Toll-Like Receptor 4 (TLR4), a target for cytoprotection and (re)myelination in multiple sclerosis

Toll-Like Receptor 4 (TLR4) is a relevant actor for innate immunity involved in inflammatory responses in Multiple Sclerosis (MS) and other diseases. The currently available therapeutic arsenal to treat MS is composed of immunomodulators but, to date, there are no (re)myelinating drugs available in clinics. In the present work, we study the effect of TLR4 inhibition in different animal models of MS.The experimental autoimmune encephalomyelitis (EAE) model was used to evaluate the effect of TLR4 inhibition on reducing the inflammatory component. A more direct effect on oligodendroglia was studied with the cuprizone model and purified cultures of murine and human oligodendrocyte precursor cells (OPCs) isolated from samples of brain cortex.
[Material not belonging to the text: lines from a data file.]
use axum::{Json, http::StatusCode, response::IntoResponse};
use serde::Serialize;
use std::{borrow::Cow, future::Future};
use thiserror::Error;
use tracing::error;

use tn_common::db::{ApplicationStorageError, JobFetchError, ProfileFetchError};

tokio::task_local! {
    static REQUEST_ID: String;
}

fn sanitize_message(message: &str) -> String {
    const MAX_LEN: usize = 240;

    let mut cleaned = message
        .chars()
        .filter(|c| !c.is_control())
        .collect::<String>()
        .replace(['\n', '\r'], " ");

    cleaned = cleaned
        .split_whitespace()
        .map(|token| {
            if token.contains("://") {
                "[redacted-url]".to_string()
            } else if let Some((base, _)) = token.split_once('?') {
                if base.is_empty() {
                    "[redacted-query]".to_string()
                } else {
                    format!("{base}?[redacted]")
                }
            } else if token.starts_with('/') || token.contains('\\') {
                "[redacted-path]".to_string()
            } else {
                token.to_string()
            }
        })
        .collect::<Vec<_>>()
        .join(" ");

    if cleaned.len() > MAX_LEN {
        cleaned.truncate(MAX_LEN);
        cleaned.push('…');
    }

    if cleaned.trim().is_empty() {
        "unexpected error".to_string()
    } else {
        cleaned
    }
}

pub async fn with_request_id<Fut, T>(request_id: Option<String>, fut: Fut) -> T
where
    Fut: Future<Output = T>,
{
    if let Some(request_id) = request_id {
        REQUEST_ID.scope(request_id, fut).await
    } else {
        fut.await
    }
}

pub fn current_request_id() -> Option<String> {
    REQUEST_ID.try_with(|value| value.clone()).ok()
}

#[derive(Debug, Error)]
pub enum ApiError {
    #[error("database error: {0}")]
    Database(String),
    #[error("not found: {0}")]
    NotFound(String),
    #[error("unauthorized: {0}")]
    Unauthorized(String),
    #[error("forbidden: {0}")]
    Forbidden(String),
    #[error("bad request: {0}")]
    BadRequest(String),
    #[error("conflict: {0}")]
    Conflict(String),
    #[error("too many requests: {0}")]
    TooManyRequests(String),
    #[error("service unavailable: {0}")]
    ServiceUnavailable(String),
    #[error("internal server error: {0}")]
    Internal(String),
}

#[derive(Serialize)]
struct ErrorResponse {
    code: &'static str,
    message: String,
    request_id: Option<String>,
}

impl IntoResponse for ApiError {
    fn into_response(self) -> axum::response::Response {
        let status = self.status_code();
        let code = self.code();
        let request_id = current_request_id();

        error!(
            code,
            status = %status,
            request_id = request_id.as_deref().unwrap_or(""),
            error = %self,
            "api_error"
        );

        let body = Json(ErrorResponse {
            code,
            message: self.public_message().into_owned(),
            request_id,
        });

        (status, body).into_response()
    }
}

impl ApiError {
    fn code(&self) -> &'static str {
        match self {
            ApiError::BadRequest(_) => "bad_request",
            ApiError::Unauthorized(_) => "unauthorized",
            ApiError::Forbidden(_) => "forbidden",
            ApiError::NotFound(_) => "not_found",
            ApiError::Conflict(_) => "conflict",
            ApiError::TooManyRequests(_) => "too_many_requests",
            ApiError::ServiceUnavailable(_) => "service_unavailable",
            ApiError::Database(_) => "database_error",
            ApiError::Internal(_) => "internal_error",
        }
    }

    fn public_message(&self) -> Cow<'static, str> {
        match self {
            ApiError::BadRequest(msg) => Cow::Owned(sanitize_message(msg)),
            ApiError::Unauthorized(_) => Cow::Borrowed("unauthorized"),
            ApiError::Forbidden(_) => Cow::Borrowed("forbidden"),
            ApiError::NotFound(msg) => Cow::Owned(sanitize_message(msg)),
            ApiError::Conflict(msg) => Cow::Owned(sanitize_message(msg)),
            ApiError::TooManyRequests(_) => Cow::Borrowed("too many requests"),
            ApiError::ServiceUnavailable(_) => Cow::Borrowed("service unavailable"),
            ApiError::Database(_) | ApiError::Internal(_) => Cow::Borrowed("internal server error"),
        }
    }

    fn status_code(&self) -> StatusCode {
        match self {
            ApiError::BadRequest(_) => StatusCode::BAD_REQUEST,
            ApiError::Unauthorized(_) => StatusCode::UNAUTHORIZED,
            ApiError::Forbidden(_) => StatusCode::FORBIDDEN,
            ApiError::NotFound(_) => StatusCode::NOT_FOUND,
            ApiError::Conflict(_) => StatusCode::CONFLICT,
            ApiError::TooManyRequests(_) => StatusCode::TOO_MANY_REQUESTS,
            ApiError::ServiceUnavailable(_) => StatusCode::SERVICE_UNAVAILABLE,
            ApiError::Database(_) | ApiError::Internal(_) => StatusCode::INTERNAL_SERVER_ERROR,
        }
    }
}

impl From<ProfileFetchError> for ApiError {
    fn from(value: ProfileFetchError) -> Self {
        ApiError::Database(value.to_string())
    }
}

impl From<JobFetchError> for ApiError {
    fn from(value: JobFetchError) -> Self {
        ApiError::Database(value.to_string())
    }
}

impl From<ApplicationStorageError> for ApiError {
    fn from(value: ApplicationStorageError) -> Self {
        match value {
            ApplicationStorageError::AlreadyApplied => {
                ApiError::Conflict("you have already applied for this job".into())
            }
            ApplicationStorageError::AlreadyWithdrawn => {
                ApiError::Conflict("application already withdrawn".into())
            }
            ApplicationStorageError::NotFound(id) => {
                ApiError::NotFound(format!("application {id} not found"))
            }
            other => ApiError::Database(other.to_string()),
        }
    }
}

#[cfg(test)]
mod tests {
    use http_body_util::BodyExt;
    use serde_json::Value;

    use super::*;

    #[tokio::test]
    async fn includes_request_id_in_response_body_when_present() {
        let err = ApiError::Internal("boom".into());
        let response = with_request_id(Some("req-123".into()), async { err.into_response() }).await;

        let (parts, body) = response.into_parts();
        assert_eq!(parts.status, axum::http::StatusCode::INTERNAL_SERVER_ERROR);
        let bytes = body.collect().await.unwrap().to_bytes();
        let json: Value = serde_json::from_slice(&bytes).unwrap();
        assert_eq!(json["request_id"], "req-123");
    }

    #[test]
    fn sanitize_scrubs_urls_and_paths() {
        let cleaned = sanitize_message("query https://db.internal:5432/x failed at /var/lib/data");
        assert!(cleaned.contains("[redacted-url]"));
        assert!(cleaned.contains("[redacted-path]"));
        assert!(!cleaned.contains("db.internal"));
    }

    #[test]
    fn duplicate_application_maps_to_conflict() {
        let err: ApiError = ApplicationStorageError::AlreadyApplied.into();
        assert!(matches!(err, ApiError::Conflict(_)));
    }
}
TLR4 inhibition treatment positively impacted the clinical symptomatology of mice from EAE and cuprizone models, which was associated with better preservation plus restoration of myelin and oligodendrocytes in the demyelinated lesions of animals. This was corroborated on purified cultures of rodent and human OPCs.In conclusion, TLR4 inhibition has an anti-inflammatory and cytoprotective effect in animal models of MS. Furthermore, inhibition of TLR4 leads to better remyelination in such models. Our current findings reveal a new therapeutic approach for the treatment of inflammatory and demyelinating diseases such as MS.